Raised inflammation and impaired endothelial function are common in patients with type 1 diabetes (T1D)(Reference Jarvisalo, Raitakari and Toikka1–Reference West, Campbell and Gonzalez2). Although increased omega-3 polyunsaturated fatty acid (n-3 PUFA) intake can improve risk factors for macrovascular complications in adults with type 2 diabetes(Reference Lobraico, DiLello and Butler3), such evidence is limited in T1D. Here, we report findings from a trial examining the effect of 6-month n-3 PUFA supplementation on vascular structure, function, and inflammation in adults with T1D.

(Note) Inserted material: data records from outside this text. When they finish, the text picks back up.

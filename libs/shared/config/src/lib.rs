use std::env;
use std::str::FromStr;
use tracing::warn;

#[derive(Debug, Clone)]
pub struct AppConfig {
    pub emergency_api_url: String,
    pub emergency_api_token: Option<String>,
    pub request_timeout_ms: u64,
    pub poll_interval_seconds: u64,
    pub lost_after_failures: u32,
    pub max_backoff_multiplier: u32,
    pub geolocation_timeout_ms: u64,
    pub fallback_location_lat: f64,
    pub fallback_location_lng: f64,
    pub port: u16,
}

impl Default for AppConfig {
    fn default() -> Self {
        Self {
            emergency_api_url: "http://localhost:8080/api".to_string(),
            emergency_api_token: None,
            request_timeout_ms: 10_000,
            poll_interval_seconds: 30,
            lost_after_failures: 5,
            max_backoff_multiplier: 4,
            geolocation_timeout_ms: 10_000,
            fallback_location_lat: -1.2921,
            fallback_location_lng: 36.8219,
            port: 3000,
        }
    }
}

impl AppConfig {
    pub fn from_env() -> Self {
        let defaults = Self::default();

        let config = Self {
            emergency_api_url: env::var("EMERGENCY_API_URL")
                .unwrap_or_else(|_| {
                    warn!("EMERGENCY_API_URL not set, using default");
                    defaults.emergency_api_url.clone()
                }),
            emergency_api_token: env::var("EMERGENCY_API_TOKEN")
                .ok()
                .filter(|token| !token.is_empty()),
            request_timeout_ms: parse_or("EMERGENCY_API_TIMEOUT_MS", defaults.request_timeout_ms),
            poll_interval_seconds: parse_or("TRACKER_POLL_INTERVAL_SECONDS", defaults.poll_interval_seconds),
            lost_after_failures: parse_or("TRACKER_LOST_AFTER_FAILURES", defaults.lost_after_failures),
            max_backoff_multiplier: parse_or("TRACKER_MAX_BACKOFF_MULTIPLIER", defaults.max_backoff_multiplier),
            geolocation_timeout_ms: parse_or("TRACKER_GEOLOCATION_TIMEOUT_MS", defaults.geolocation_timeout_ms),
            fallback_location_lat: parse_or("TRACKER_FALLBACK_LAT", defaults.fallback_location_lat),
            fallback_location_lng: parse_or("TRACKER_FALLBACK_LNG", defaults.fallback_location_lng),
            port: parse_or("PORT", defaults.port),
        };

        if !config.is_configured() {
            warn!("Application not fully configured - missing emergency backend URL");
        }

        config
    }

    pub fn is_configured(&self) -> bool {
        !self.emergency_api_url.is_empty()
    }
}

fn parse_or<T>(key: &str, default: T) -> T
where
    T: FromStr + std::fmt::Display,
{
    match env::var(key) {
        Ok(raw) => raw.trim().parse().unwrap_or_else(|_| {
            warn!("{} has invalid value {:?}, using default {}", key, raw, default);
            default
        }),
        Err(_) => default,
    }
}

For this double-blind, randomised, placebo-controlled trial, individuals with T1D (n = 20; males:16; 34 ± 14 years; BMI:26.6 ± 5.2 kg/m2; glycated haemoglobin (HbA1c):58 ± 13 mmol/mol-1 [7.5 ± 3.3%]), were randomly allocated in a 1:1 ratio to receive either 3.3 g/day of encapsulated n-3 PUFA or placebo (PLA) consisting of an encapsulated dose of 3.0 g/day corn oil for 6-months. Fatty acids were measured in erythrocyte membranes by gas chromatography with n-3 PUFA index (O3I) calculated as eicosapentaenoic acid plus docosahexaenoic acid. Carotid artery intima-media thickness (CIMT), flow mediated dilation of the brachial artery (FMD), and biomarkers of vascular inflammation were assessed at baseline and following 6-months supplementation. A paired-samples t test was used to compare intragroup mean differences and an independent samples t test was used for comparisons between n-3 PUFA and PLA at baseline; statistical significance was set at p ≤ 0.05. Data are presented as mean ± SD.

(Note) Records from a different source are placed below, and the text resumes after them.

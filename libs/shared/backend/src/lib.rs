pub mod client;
pub mod error;

pub use client::ApiClient;
pub use error::ApiError;

pub use reqwest::Method;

O3I levels were comparable at baseline, increasing significantly under n-3 PUFA, but not PLA, (mean difference: 3.37 ± 1.52% vs. 0.36 ± 0.69%; p < 0.001). All outcome variables were similar between conditions at baseline (p > 0.05). After 6-months n-3 PUFA supplementation, CIMT remained unchanged (0.61 ± 0.12 mm vs. 0.60 ± 0.10 mm; p = 0.200), as did FMD (7.11 ± 1.31% vs. 6.90 ± 1.43%; p = 0.541). Similar findings were observed in the PLA group; CIMT (0.64 ± 0.09 mm vs. 0.64 ± 0.09 mm; p = 0.726) and FMD (7.66 ± 1.95% vs. 7.78 ± 2.58%; p = 0.656). Vascular cell adhesion molecule-1 (p = 0.825), intercellular adhesion molecule-1 (p = 0.926), vascular endothelial growth factor (p = 0.332), E-selectin (p = 0.420), P-selectin (p = 0.390), pentraxin-3 (p = 0.902), and tumor necrosis factor alpha (p = 0.993) remained unchanged in the n-3 PUFA group. Comparable findings were observed in the PLA group (p > 0.05). Overall, no safety issues arose during administration of n-3 PUFA or PLA.

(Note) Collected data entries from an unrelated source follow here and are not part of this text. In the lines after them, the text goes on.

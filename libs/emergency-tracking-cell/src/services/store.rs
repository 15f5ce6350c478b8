use std::sync::atomic::{AtomicU64, Ordering};

use chrono::Utc;
use serde::Serialize;
use tokio::sync::watch;
use tracing::{debug, info, warn};

use crate::error::TrackingError;
use crate::models::{
    Coordinates, DataSource, EmergencyId, EmergencyRecord, EmergencySnapshot, EmergencyStatus, LinkHealth,
    PollResource, StatusEntry, StatusTransition,
};
use crate::services::distance::distance_km;

/// Identifies one tracking session. Re-opening the same emergency after a
/// reset produces a new generation, so responses requested by the earlier
/// session never match.
#[derive(Debug, Clone, PartialEq, Eq, Hash, Serialize)]
pub struct SessionTag {
    id: EmergencyId,
    generation: u64,
}

impl SessionTag {
    pub fn id(&self) -> &EmergencyId {
        &self.id
    }

    pub fn generation(&self) -> u64 {
        self.generation
    }
}

#[derive(Debug, Clone, Copy, PartialEq, Eq, Serialize)]
#[serde(rename_all = "snake_case")]
pub enum UpdateOutcome {
    /// State changed and observers were notified.
    Applied,
    /// Nothing to change.
    Unchanged,
    /// Reported status is behind the committed one.
    Stale,
    /// Record is terminal; nothing may change.
    Closed,
    /// Response belongs to another session or the record is not loaded.
    Discarded,
}

impl UpdateOutcome {
    pub fn is_applied(&self) -> bool {
        matches!(self, UpdateOutcome::Applied)
    }
}

/// Everything observers render from.
#[derive(Debug, Clone, PartialEq)]
pub struct TrackerState {
    pub session: Option<SessionTag>,
    pub record: Option<EmergencyRecord>,
    pub source: Option<DataSource>,
    pub viewer_location: Option<Coordinates>,
    pub ambulance_distance_km: Option<f64>,
    pub status_failures: u32,
    pub location_failures: u32,
    pub link_health: LinkHealth,
    /// Bumped once per notified mutation.
    pub revision: u64,
}

impl Default for TrackerState {
    fn default() -> Self {
        Self {
            session: None,
            record: None,
            source: None,
            viewer_location: None,
            ambulance_distance_km: None,
            status_failures: 0,
            location_failures: 0,
            link_health: LinkHealth::Connected,
            revision: 0,
        }
    }
}

impl TrackerState {
    pub fn is_terminal(&self) -> bool {
        self.record.as_ref().is_some_and(|r| r.status.is_terminal())
    }

    /// Session is current, loaded, and still accepting updates.
    pub fn is_live(&self, tag: &SessionTag) -> bool {
        self.owns(tag) && self.record.is_some() && !self.is_terminal()
    }

    pub fn consecutive_failures(&self) -> u32 {
        self.status_failures.max(self.location_failures)
    }

    fn owns(&self, tag: &SessionTag) -> bool {
        self.session.as_ref() == Some(tag)
    }

    fn recompute_distance(&mut self) {
        let ambulance = self.record.as_ref().and_then(EmergencyRecord::ambulance_location);
        self.ambulance_distance_km = match (self.viewer_location, ambulance) {
            (Some(viewer), Some(ambulance)) => Some(distance_km(viewer, ambulance)),
            _ => None,
        };
    }
}

/// Single owner of the tracked emergency. Every write goes through here and is
/// checked against the session tag and the status ordering before it commits.
pub struct EmergencyStateStore {
    state: watch::Sender<TrackerState>,
    generation: AtomicU64,
    lost_after_failures: u32,
}

impl EmergencyStateStore {
    pub fn new(lost_after_failures: u32) -> Self {
        let (state, _) = watch::channel(TrackerState::default());
        Self {
            state,
            generation: AtomicU64::new(0),
            lost_after_failures,
        }
    }

    pub fn subscribe(&self) -> watch::Receiver<TrackerState> {
        self.state.subscribe()
    }

    pub fn current(&self) -> TrackerState {
        self.state.borrow().clone()
    }

    pub fn current_tag(&self) -> Option<SessionTag> {
        self.state.borrow().session.clone()
    }

    pub fn is_live(&self, tag: &SessionTag) -> bool {
        self.state.borrow().is_live(tag)
    }

    pub fn is_terminal(&self) -> bool {
        self.state.borrow().is_terminal()
    }

    pub fn consecutive_failures(&self) -> u32 {
        self.state.borrow().consecutive_failures()
    }

    /// Starts a new session for `id`, dropping whatever was tracked before.
    pub fn begin_session(&self, id: EmergencyId) -> SessionTag {
        let generation = self.generation.fetch_add(1, Ordering::SeqCst) + 1;
        let tag = SessionTag { id, generation };

        let session = tag.clone();
        self.state.send_modify(|state| {
            let revision = state.revision + 1;
            *state = TrackerState {
                session: Some(session),
                revision,
                ..TrackerState::default()
            };
        });

        debug!("Began tracking session {} (generation {})", tag.id, tag.generation);
        tag
    }

    /// Loads the full record. Fails if the session already holds one.
    pub fn initialize(
        &self,
        tag: &SessionTag,
        snapshot: EmergencySnapshot,
        source: DataSource,
    ) -> Result<UpdateOutcome, TrackingError> {
        let mut result = Ok(UpdateOutcome::Discarded);

        self.state.send_if_modified(|state| {
            if !state.owns(tag) {
                debug!("Discarding snapshot for closed session {}", tag.id);
                return false;
            }
            if state.record.is_some() {
                result = Err(TrackingError::AlreadyInitialized(tag.id.to_string()));
                return false;
            }
            if snapshot.id != tag.id {
                warn!("Snapshot id {} does not match tracked id {}", snapshot.id, tag.id);
            }

            let record = EmergencyRecord::from_snapshot(tag.id.clone(), snapshot, Utc::now());
            info!(
                "Loaded emergency {} ({:?}) with status {} and {} history entries",
                record.id,
                source,
                record.status,
                record.status_history.len()
            );
            state.record = Some(record);
            state.source = Some(source);
            state.recompute_distance();
            state.revision += 1;
            result = Ok(UpdateOutcome::Applied);
            true
        });

        result
    }

    pub fn apply_status_update(
        &self,
        tag: &SessionTag,
        status: EmergencyStatus,
        estimated_arrival_minutes: Option<f64>,
    ) -> UpdateOutcome {
        self.commit(|state| {
            if !state.owns(tag) {
                debug!("Discarding {} status for closed session {}", status, tag.id);
                return (UpdateOutcome::Discarded, false);
            }
            let Some(record) = state.record.as_mut() else {
                return (UpdateOutcome::Discarded, false);
            };

            match record.status.classify(status) {
                StatusTransition::Unchanged => {
                    let eta_changed = !record.status.is_terminal()
                        && estimated_arrival_minutes.is_some()
                        && estimated_arrival_minutes != record.estimated_arrival_minutes;
                    if eta_changed {
                        record.estimated_arrival_minutes = estimated_arrival_minutes;
                    }
                    (UpdateOutcome::Unchanged, eta_changed)
                }
                StatusTransition::Stale => {
                    warn!(
                        "Rejecting stale status {} for {}; already {}",
                        status, record.id, record.status
                    );
                    (UpdateOutcome::Stale, false)
                }
                StatusTransition::Closed => {
                    debug!("Ignoring status {} for {}; already {}", status, record.id, record.status);
                    (UpdateOutcome::Closed, false)
                }
                StatusTransition::Advance => {
                    info!("Emergency {} moved {} -> {}", record.id, record.status, status);
                    record.status = status;
                    record.status_history.push(StatusEntry {
                        status,
                        timestamp: Utc::now(),
                    });
                    if estimated_arrival_minutes.is_some() {
                        record.estimated_arrival_minutes = estimated_arrival_minutes;
                    }
                    if status.is_terminal() {
                        record.is_tracking = false;
                    }
                    (UpdateOutcome::Applied, true)
                }
            }
        })
    }

    /// Most recent location wins; no ordering check.
    pub fn apply_location_update(&self, tag: &SessionTag, location: Coordinates) -> UpdateOutcome {
        self.commit(|state| {
            if !state.owns(tag) {
                debug!("Discarding ambulance location for closed session {}", tag.id);
                return (UpdateOutcome::Discarded, false);
            }
            if !location.is_valid() {
                warn!("Discarding out-of-range ambulance location {:?}", location);
                return (UpdateOutcome::Discarded, false);
            }
            let Some(record) = state.record.as_mut() else {
                return (UpdateOutcome::Discarded, false);
            };
            if record.status.is_terminal() {
                return (UpdateOutcome::Closed, false);
            }
            let Some(ambulance) = record.ambulance.as_mut() else {
                debug!("No ambulance assigned to {}; ignoring location", record.id);
                return (UpdateOutcome::Discarded, false);
            };
            if ambulance.location == Some(location) {
                return (UpdateOutcome::Unchanged, false);
            }

            ambulance.location = Some(location);
            state.recompute_distance();
            (UpdateOutcome::Applied, true)
        })
    }

    /// Viewer position may arrive before the snapshot does.
    pub fn set_viewer_location(&self, tag: &SessionTag, location: Coordinates) -> UpdateOutcome {
        self.commit(|state| {
            if !state.owns(tag) {
                return (UpdateOutcome::Discarded, false);
            }
            if state.viewer_location == Some(location) {
                return (UpdateOutcome::Unchanged, false);
            }
            state.viewer_location = Some(location);
            state.recompute_distance();
            (UpdateOutcome::Applied, true)
        })
    }

    /// Updates the consecutive-failure counters. Observers are only notified
    /// when the resulting link health changes.
    pub fn record_poll_result(&self, tag: &SessionTag, resource: PollResource, succeeded: bool) -> Option<LinkHealth> {
        let lost_after = self.lost_after_failures;
        let mut health = None;

        self.state.send_if_modified(|state| {
            if !state.owns(tag) {
                return false;
            }

            let counter = match resource {
                PollResource::Status => &mut state.status_failures,
                PollResource::Location => &mut state.location_failures,
            };
            *counter = if succeeded { 0 } else { counter.saturating_add(1) };

            let next = LinkHealth::from_failures(state.consecutive_failures(), lost_after);
            health = Some(next);
            if next == state.link_health {
                return false;
            }

            match next {
                LinkHealth::Lost { consecutive_failures } => {
                    warn!("Tracking link for {} lost after {} failures", tag.id, consecutive_failures)
                }
                LinkHealth::Connected => info!("Tracking link for {} restored", tag.id),
                LinkHealth::Degraded { .. } => {}
            }
            state.link_health = next;
            state.revision += 1;
            true
        });

        health
    }

    /// Clears the record and ends the session.
    pub fn reset(&self) {
        self.state.send_modify(|state| {
            if let Some(session) = &state.session {
                debug!("Resetting tracking session {}", session.id);
            }
            let revision = state.revision + 1;
            *state = TrackerState {
                revision,
                ..TrackerState::default()
            };
        });
    }

    fn commit<F>(&self, update: F) -> UpdateOutcome
    where
        F: FnOnce(&mut TrackerState) -> (UpdateOutcome, bool),
    {
        let mut outcome = UpdateOutcome::Discarded;
        self.state.send_if_modified(|state| {
            let (result, changed) = update(state);
            outcome = result;
            if changed {
                state.revision += 1;
            }
            changed
        });
        outcome
    }
}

Despite significant increases in erythrocyte n-3 PUFA concentration, a daily high-dose-bolus of n-3 PUFA for 6-months had no effect on vascular structure, function, or inflammation in adults with T1D. These findings do not support the use of n-3 PUFA supplementation in the management of T1D and its associated macrovascular complications.